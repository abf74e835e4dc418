//! Schema bootstrap for the cards table

use sqlx::PgPool;

use super::DbError;

/// Create the `cards` table if it does not exist.
///
/// Safe to run on every start; existing tables are left untouched.
pub async fn ensure_schema(pool: &PgPool) -> Result<(), DbError> {
    tracing::info!("Ensuring cards schema...");

    sqlx::query(
        r#"
        CREATE TABLE IF NOT EXISTS cards (
            id SERIAL PRIMARY KEY,
            name TEXT NOT NULL,
            x INTEGER NOT NULL,
            y INTEGER NOT NULL,
            template TEXT NOT NULL,
            created_at TIMESTAMPTZ NOT NULL DEFAULT NOW()
        )
        "#,
    )
    .execute(pool)
    .await?;

    tracing::info!("Cards schema ready");
    Ok(())
}
//! Database error type

/// Errors surfaced by the storage layer
#[derive(Debug, thiserror::Error)]
pub enum DbError {
    #[error("database error: {0}")]
    Sqlx(#[from] sqlx::Error),

    #[error("not found: {resource} '{id}'")]
    NotFound { resource: &'static str, id: String },
}
//! HTTP server command for the cardbox API

use std::net::SocketAddr;

use anyhow::{Context, Result};
use clap::builder::BoolishValueParser;
use clap::{ArgAction, Parser};

use cardbox_server::config::{
    parse_origin, HeaderValue, ServerConfig, DEFAULT_BIND, DEFAULT_CORS_ORIGIN, DEFAULT_DATABASE_URL,
    DEFAULT_MAX_CONNECTIONS,
};
use cardbox_server::run_server;

/// Arguments for the serve command.
///
/// Precedence: flag, then environment variable, then default.
#[derive(Parser, Debug)]
pub struct ServeArgs {
    /// Address to bind to
    #[arg(long, short = 'b', env = "CARDBOX_BIND", default_value = DEFAULT_BIND)]
    pub bind: SocketAddr,

    /// PostgreSQL connection string
    #[arg(long, env = "DATABASE_URL", default_value = DEFAULT_DATABASE_URL, hide_env_values = true)]
    pub database_url: String,

    /// Origin allowed to call the API with credentials
    #[arg(long, env = "CORS_ORIGIN", default_value = DEFAULT_CORS_ORIGIN, value_parser = parse_origin)]
    pub cors_origin: HeaderValue,

    /// Maximum pooled database connections
    #[arg(
        long,
        env = "DATABASE_MAX_CONNECTIONS",
        default_value_t = DEFAULT_MAX_CONNECTIONS,
        value_parser = clap::value_parser!(u32).range(1..)
    )]
    pub max_connections: u32,

    /// Log every SQL statement at INFO (`--echo-sql=false` turns it off)
    #[arg(
        long,
        env = "DATABASE_ECHO",
        action = ArgAction::Set,
        num_args = 0..=1,
        require_equals = true,
        default_value_t = false,
        default_missing_value = "true",
        value_parser = BoolishValueParser::new()
    )]
    pub echo_sql: bool,
}

impl From<ServeArgs> for ServerConfig {
    fn from(args: ServeArgs) -> Self {
        Self {
            bind_addr: args.bind,
            database_url: args.database_url,
            cors_origin: args.cors_origin,
            max_connections: args.max_connections,
            echo_sql: args.echo_sql,
        }
    }
}

/// Run the HTTP server
pub async fn run_serve(args: ServeArgs) -> Result<()> {
    let config = ServerConfig::from(args);

    tracing::info!("Starting cardbox server on {}", config.bind_addr);

    // Run server (blocks until shutdown)
    run_server(config).await.context("Server error")?;

    Ok(())
}
//! Card endpoints
//!
//! Every handler opens one session, runs one repository call and commits.
//! A session dropped on an error path rolls back.

use std::sync::Arc;

use axum::{
    extract::State,
    http::StatusCode,
    routing::{get, post},
    Json, Router,
};

use crate::http::error::ApiError;
use crate::http::extractors::{CardId, ValidJson};
use crate::http::server::AppState;
use crate::models::{CardResponse, CardSnapshot};

/// POST /snapshot - save a new card
async fn save_snapshot(
    State(state): State<Arc<AppState>>,
    ValidJson(snapshot): ValidJson<CardSnapshot>,
) -> Result<Json<CardResponse>, ApiError> {
    let mut session = state.store.begin().await?;
    let card = session.cards().insert(&snapshot).await?;
    session.commit().await?;

    tracing::debug!(card_id = card.id, "card saved");
    Ok(Json(CardResponse::from(card)))
}

/// GET /cards - all cards, newest first
async fn list_cards(
    State(state): State<Arc<AppState>>,
) -> Result<Json<Vec<CardResponse>>, ApiError> {
    let mut session = state.store.begin().await?;
    let cards = session.cards().list().await?;
    session.commit().await?;

    Ok(Json(cards.into_iter().map(CardResponse::from).collect()))
}

/// GET /cards/{id}
async fn get_card(
    State(state): State<Arc<AppState>>,
    CardId(id): CardId,
) -> Result<Json<CardResponse>, ApiError> {
    let mut session = state.store.begin().await?;
    let card = session.cards().get(id).await?;
    session.commit().await?;

    Ok(Json(CardResponse::from(card)))
}

/// PUT /cards/{id} - replace all mutable fields
async fn update_card(
    State(state): State<Arc<AppState>>,
    CardId(id): CardId,
    ValidJson(snapshot): ValidJson<CardSnapshot>,
) -> Result<Json<CardResponse>, ApiError> {
    let mut session = state.store.begin().await?;
    let card = session.cards().update(id, &snapshot).await?;
    session.commit().await?;

    tracing::debug!(card_id = card.id, "card updated");
    Ok(Json(CardResponse::from(card)))
}

/// DELETE /cards/{id}
async fn delete_card(
    State(state): State<Arc<AppState>>,
    CardId(id): CardId,
) -> Result<StatusCode, ApiError> {
    let mut session = state.store.begin().await?;
    session.cards().delete(id).await?;
    session.commit().await?;

    tracing::debug!(card_id = id, "card deleted");
    Ok(StatusCode::NO_CONTENT)
}

/// Card routes
pub fn router() -> Router<Arc<AppState>> {
    Router::new()
        .route("/snapshot", post(save_snapshot))
        .route("/cards", get(list_cards))
        .route(
            "/cards/{id}",
            get(get_card).put(update_card).delete(delete_card),
        )
}

#[cfg(test)]
mod tests {
    use axum::body::{to_bytes, Body};
    use axum::http::{header, Method, Request, StatusCode};
    use serde_json::{json, Value};
    use tower::ServiceExt;

    use crate::http::server::tests::lazy_app;

    // Requests below are rejected before a session is opened, so the
    // lazily-connected pool never dials the database.

    async fn send(request: Request<Body>) -> (StatusCode, Value) {
        let response = lazy_app().oneshot(request).await.unwrap();
        let status = response.status();
        let bytes = to_bytes(response.into_body(), usize::MAX).await.unwrap();
        let body = if bytes.is_empty() {
            Value::Null
        } else {
            serde_json::from_slice(&bytes).unwrap()
        };
        (status, body)
    }

    fn json_request(method: Method, uri: &str, body: Value) -> Request<Body> {
        Request::builder()
            .method(method)
            .uri(uri)
            .header(header::CONTENT_TYPE, "application/json")
            .body(Body::from(body.to_string()))
            .unwrap()
    }

    #[tokio::test]
    async fn create_missing_template_is_422() {
        let (status, body) = send(json_request(
            Method::POST,
            "/snapshot",
            json!({"name": "Alice", "x": 10, "y": 20}),
        ))
        .await;

        assert_eq!(status, StatusCode::UNPROCESSABLE_ENTITY);
        assert_eq!(body["detail"][0]["loc"], json!(["body", "template"]));
        assert_eq!(body["detail"][0]["type"], "missing");
    }

    #[tokio::test]
    async fn create_with_wrong_type_is_422() {
        let (status, body) = send(json_request(
            Method::POST,
            "/snapshot",
            json!({"name": "Alice", "x": "ten", "y": 20, "template": "blue"}),
        ))
        .await;

        assert_eq!(status, StatusCode::UNPROCESSABLE_ENTITY);
        assert_eq!(body["detail"][0]["loc"][0], "body");
        assert_eq!(body["detail"][0]["type"], "json_data");
    }

    #[tokio::test]
    async fn create_with_invalid_json_is_422() {
        let request = Request::builder()
            .method(Method::POST)
            .uri("/snapshot")
            .header(header::CONTENT_TYPE, "application/json")
            .body(Body::from("{\"name\": "))
            .unwrap();

        let (status, body) = send(request).await;
        assert_eq!(status, StatusCode::UNPROCESSABLE_ENTITY);
        assert_eq!(body["detail"][0]["type"], "json_invalid");
    }

    #[tokio::test]
    async fn create_without_content_type_is_422() {
        let request = Request::builder()
            .method(Method::POST)
            .uri("/snapshot")
            .body(Body::from(
                json!({"name": "Alice", "x": 10, "y": 20, "template": "blue"}).to_string(),
            ))
            .unwrap();

        let (status, body) = send(request).await;
        assert_eq!(status, StatusCode::UNPROCESSABLE_ENTITY);
        assert_eq!(body["detail"][0]["type"], "content_type");
    }

    #[tokio::test]
    async fn non_integer_id_is_422() {
        for method in [Method::GET, Method::DELETE] {
            let request = Request::builder()
                .method(method)
                .uri("/cards/abc")
                .body(Body::empty())
                .unwrap();

            let (status, body) = send(request).await;
            assert_eq!(status, StatusCode::UNPROCESSABLE_ENTITY);
            assert_eq!(body["detail"][0]["loc"], json!(["path", "id"]));
            assert_eq!(body["detail"][0]["type"], "int_parsing");
        }
    }

    #[tokio::test]
    async fn update_with_malformed_body_is_422() {
        let (status, body) = send(json_request(
            Method::PUT,
            "/cards/1",
            json!({"name": "Alice", "x": 10, "y": 20}),
        ))
        .await;

        assert_eq!(status, StatusCode::UNPROCESSABLE_ENTITY);
        assert_eq!(body["detail"][0]["loc"], json!(["body", "template"]));
    }

    #[tokio::test]
    async fn unsupported_method_is_405() {
        let request = Request::builder()
            .method(Method::PATCH)
            .uri("/cards/1")
            .body(Body::empty())
            .unwrap();

        let (status, _) = send(request).await;
        assert_eq!(status, StatusCode::METHOD_NOT_ALLOWED);
    }
}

◆ ◆ ◆ ◆ ◆ ◆ ◆

--- Try it ---
Provide every line from the material that contains the word "SocketAddr".

--- Response to this task ---
use std::net::SocketAddr;
    pub bind: SocketAddr,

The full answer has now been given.